##### Listed entries
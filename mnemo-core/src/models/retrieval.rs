use serde::{Deserialize, Serialize};

use super::chunk::RetrievedChunk;

/// Parameters and outcome size of one RAG lookup.
#[derive(Debug, Clone, Copy, PartialEq, Serialize, Deserialize)]
#[serde(rename_all = "camelCase")]
pub struct RetrievalMeta {
    pub top_k: usize,
    pub distance_threshold: f64,
    pub chunks_returned: usize,
}

/// Per-query RAG output. Not persisted.
#[derive(Debug, Clone, PartialEq)]
pub struct RetrievalResult {
    /// The `top_k` nearest chunks, ascending distance.
    pub raw_chunks: Vec<RetrievedChunk>,
    /// `raw_chunks` within the distance threshold.
    pub filtered_chunks: Vec<RetrievedChunk>,
    /// `filtered_chunks`, or `raw_chunks` when filtering removed everything.
    pub final_chunks: Vec<RetrievedChunk>,
    pub meta: RetrievalMeta,
}

impl RetrievalResult {
    /// Whether the threshold removed every candidate and the raw set was used.
    pub fn used_fallback(&self) -> bool {
        self.filtered_chunks.is_empty() && !self.raw_chunks.is_empty()
    }

    pub fn is_empty(&self) -> bool {
        self.final_chunks.is_empty()
    }
}
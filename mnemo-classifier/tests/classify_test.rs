//! Classifier end to end with a scripted completion port.

use std::sync::Arc;

use mnemo_classifier::Classifier;
use mnemo_core::config::VocabularyConfig;
use mnemo_core::models::{FactIntent, HighLevelIntent};
use test_fixtures::{FailingCompletion, ScriptedCompletion};

fn classifier(completion: Arc<ScriptedCompletion>) -> Classifier {
    Classifier::new(&VocabularyConfig::default(), completion).unwrap()
}

#[test]
fn fast_path_skips_extraction_call() {
    let completion = Arc::new(ScriptedCompletion::new());
    let c = classifier(Arc::clone(&completion));
    let result = c.classify("My name is Aditia").unwrap();

    let fact = result.fact_candidate.unwrap();
    assert_eq!(fact.key, "name");
    assert_eq!(fact.intent, FactIntent::Introducing);
    assert!(completion.prompt_calls().is_empty());
}

#[test]
fn merged_query_via_extraction() {
    let completion = Arc::new(
        ScriptedCompletion::new()
            .with_extractions([r#"{"key":"name","value":"","intent":"asking"}"#]),
    );
    let c = classifier(Arc::clone(&completion));
    let result = c
        .classify("Given my name, is having coffee every hour against policy?")
        .unwrap();

    assert_eq!(result.intent, HighLevelIntent::MergedMemoryPolicyQuery);
    assert!(result.has_policy_keyword);
    assert_eq!(completion.prompt_calls().len(), 1);
}

#[test]
fn malformed_extraction_is_no_fact() {
    let completion = Arc::new(ScriptedCompletion::new().with_extractions(["I think {maybe"]));
    let c = classifier(completion);
    let result = c.classify("Tell me about onboarding").unwrap();
    assert!(result.fact_candidate.is_none());
    assert_eq!(result.intent, HighLevelIntent::Unknown);
}

#[test]
fn policy_question_without_fact() {
    let c = classifier(Arc::new(ScriptedCompletion::new()));
    let result = c.classify("What does the policy say about coffee?").unwrap();
    assert!(result.fact_candidate.is_none());
    assert_eq!(result.intent, HighLevelIntent::PurePolicyQuery);
}

#[test]
fn asking_questions_go_through_extraction() {
    let completion = Arc::new(
        ScriptedCompletion::new()
            .with_extractions([r#"{"key":"name","value":"","intent":"asking"}"#]),
    );
    let c = classifier(Arc::clone(&completion));
    let result = c.classify("What is my name?").unwrap();
    assert_eq!(result.intent, HighLevelIntent::PureMemoryQuery);
    assert_eq!(result.fact_candidate.unwrap().key, "name");
    assert_eq!(completion.prompt_calls(), vec!["What is my name?".to_string()]);
}

#[test]
fn compound_asking_question_keeps_the_extracted_key() {
    let completion = Arc::new(
        ScriptedCompletion::new()
            .with_extractions([r#"{"key":"name","value":"","intent":"asking"}"#]),
    );
    let c = classifier(Arc::clone(&completion));
    let result = c
        .classify("What is my name and the coffee break policy?")
        .unwrap();

    assert_eq!(result.fact_candidate.unwrap().key, "name");
    assert_eq!(result.intent, HighLevelIntent::MergedMemoryPolicyQuery);
    assert_eq!(completion.prompt_calls().len(), 1);
}

#[test]
fn direct_personal_question_is_pure_memory() {
    let c = classifier(Arc::new(ScriptedCompletion::new()));
    let result = c.classify("Do I like coffee?").unwrap();
    assert_eq!(result.intent, HighLevelIntent::PureMemoryQuery);
    assert!(result.is_direct_personal_question);
}

#[test]
fn extraction_transport_failure_propagates() {
    let c = Classifier::new(
        &VocabularyConfig::default(),
        Arc::new(FailingCompletion { status: 503 }),
    )
    .unwrap();
    let err = c.classify("Tell me about onboarding").unwrap_err();
    assert_eq!(err.upstream_status(), Some(503));
}

#[test]
fn custom_vocabulary_is_honoured() {
    let vocabulary = VocabularyConfig {
        policy_keywords: vec!["onboarding".to_string()],
        ..Default::default()
    };
    let c = Classifier::new(&vocabulary, Arc::new(ScriptedCompletion::new())).unwrap();
    let result = c.classify("Tell me about onboarding").unwrap();
    assert_eq!(result.intent, HighLevelIntent::PurePolicyQuery);
}
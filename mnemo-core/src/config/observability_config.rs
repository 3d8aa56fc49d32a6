use serde::{Deserialize, Serialize};

use super::defaults;

/// Logging configuration.
#[derive(Debug, Clone, Serialize, Deserialize)]
#[serde(default)]
pub struct ObservabilityConfig {
    /// Log level: "trace", "debug", "info", "warn", "error".
    pub log_level: String,
    /// Emit JSON lines instead of human-readable output.
    pub json: bool,
}

impl Default for ObservabilityConfig {
    fn default() -> Self {
        Self {
            log_level: defaults::DEFAULT_LOG_LEVEL.to_string(),
            json: true,
        }
    }
}
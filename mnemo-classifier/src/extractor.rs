//! LLM fact extraction with tolerant JSON parsing.

use serde::Deserialize;
use tracing::debug;

use mnemo_core::errors::MnemoResult;
use mnemo_core::models::{FactCandidate, FactIntent};
use mnemo_core::traits::ICompletionProvider;

/// Fixed extraction instruction.
pub const EXTRACTION_INSTRUCTION: &str = "Extract at most one personal fact about the user from the message.\n\
Respond with strict JSON only: {\"key\": string, \"value\": string, \"intent\": \"introducing\" | \"updating\" | \"asking\" | \"neutral\"}.\n\
Use a short snake_case key such as \"name\" or \"preference\".\n\
Use intent \"asking\" with an empty value when the user asks about their own fact.\n\
If the message contains no personal fact, respond with null.";

#[derive(Debug, Deserialize)]
struct RawFact {
    #[serde(default)]
    key: Option<String>,
    #[serde(default)]
    value: Option<serde_json::Value>,
    #[serde(default)]
    intent: Option<String>,
}

/// Ask the model for a fact. Transport errors propagate; unusable output is `None`.
pub fn extract_fact(
    completion: &dyn ICompletionProvider,
    question: &str,
) -> MnemoResult<Option<FactCandidate>> {
    let raw = completion.prompt(EXTRACTION_INSTRUCTION, question)?;
    let fact = parse_fact(&raw);
    debug!(
        extracted = fact.is_some(),
        key = fact.as_ref().map(|f| f.key.as_str()).unwrap_or(""),
        "fact extraction"
    );
    Ok(fact)
}

/// Parse the first JSON object in `text`, ignoring any leading prose and
/// anything after the object.
pub fn parse_fact(text: &str) -> Option<FactCandidate> {
    let start = text.find('{')?;
    let mut stream = serde_json::Deserializer::from_str(&text[start..]).into_iter::<RawFact>();
    let raw = stream.next()?.ok()?;

    let key = raw.key?;
    if key.trim().is_empty() {
        return None;
    }
    let value = match raw.value {
        Some(serde_json::Value::String(s)) => s,
        Some(serde_json::Value::Null) | None => String::new(),
        Some(other) => other.to_string(),
    };
    let intent = raw
        .intent
        .as_deref()
        .map(FactIntent::parse)
        .unwrap_or(FactIntent::Neutral);
    Some(FactCandidate::new(key, value, intent))
}
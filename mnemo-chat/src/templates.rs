//! User-facing answer templates.

use mnemo_core::models::fact::display_key;

pub const EMPTY_QUESTION: &str = "Please type a question so I can help you.";

pub const GARBAGE_CLARIFICATION: &str =
    "Sorry, I couldn't understand that. Could you rephrase your question?";

pub const UNKNOWN_CLARIFICATION: &str =
    "I'm not sure what you're asking. Could you give me a bit more detail?";

pub const NO_MEMORY: &str = "I don't have that information about you yet.";

pub const POLICY_FALLBACK: &str =
    "The policy documents don't give a definitive answer on that, so please confirm with HR.";

pub fn greeting(name: &str) -> String {
    format!("Hello, {name}! How can I assist you today?")
}

pub fn like_acknowledgment(value: &str) -> String {
    format!("Got it! I'll remember that you like {value}.")
}

pub fn fact_acknowledgment(key: &str, value: &str) -> String {
    format!("Got it! I'll remember that your {} is {value}.", display_key(key))
}

pub fn fact_sentence(key: &str, value: &str) -> String {
    format!("Your {} is {value}.", display_key(key))
}

pub fn preferences_sentence(values: &[&str]) -> String {
    format!("Your preferences include {}.", values.join(", "))
}

/// Completion question for the policy half of a merged query.
pub fn policy_only_question(question: &str) -> String {
    format!(
        "Answer only the company-policy part of this question and ignore any personal details: {question}"
    )
}

const DONT_KNOW_MARKERS: [&str; 4] = [
    "i don't know",
    "i do not know",
    "don't know from the document",
    "not enough information",
];

/// Whether a completion answer is empty or a "don't know" disclaimer.
///
/// Phrase matching on model output; a reworded disclaimer slips through.
pub fn is_dont_know(text: &str) -> bool {
    let normalized = text
        .trim()
        .replace(['\u{2018}', '\u{2019}'], "'")
        .to_lowercase();
    normalized.is_empty() || DONT_KNOW_MARKERS.iter().any(|m| normalized.contains(m))
}
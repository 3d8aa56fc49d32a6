//! Per-connection PRAGMA tables.

use rusqlite::Connection;

use mnemo_core::errors::MnemoResult;

use crate::to_storage_err;

/// Which side of the pool a connection serves.
#[derive(Debug, Clone, Copy, PartialEq, Eq)]
pub enum ConnectionRole {
    Writer,
    Reader,
}

const WRITER_PRAGMAS: &[(&str, &str)] = &[
    ("journal_mode", "WAL"),
    ("synchronous", "NORMAL"),
    ("foreign_keys", "ON"),
    ("busy_timeout", "5000"),
    ("cache_size", "-32000"),
];

// Read-only handles must not touch the journal mode.
const READER_PRAGMAS: &[(&str, &str)] = &[("busy_timeout", "5000"), ("cache_size", "-16000")];

pub fn pragmas_for(role: ConnectionRole) -> &'static [(&'static str, &'static str)] {
    match role {
        ConnectionRole::Writer => WRITER_PRAGMAS,
        ConnectionRole::Reader => READER_PRAGMAS,
    }
}

pub fn apply_pragmas(conn: &Connection, role: ConnectionRole) -> MnemoResult<()> {
    let batch: String = pragmas_for(role)
        .iter()
        .map(|(name, value)| format!("PRAGMA {name} = {value};\n"))
        .collect();
    conn.execute_batch(&batch)
        .map_err(|e| to_storage_err(format!("applying {role:?} pragmas: {e}")))
}

/// Whether the connection's journal is in WAL mode.
pub fn verify_wal_mode(conn: &Connection) -> MnemoResult<bool> {
    let mode: String = conn
        .pragma_query_value(None, "journal_mode", |row| row.get(0))
        .map_err(|e| to_storage_err(e.to_string()))?;
    Ok(mode.eq_ignore_ascii_case("wal"))
}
##########
## Work instruction
Could you work out how many lines in the records include "defaults"? Answer with the number only.

## Result
2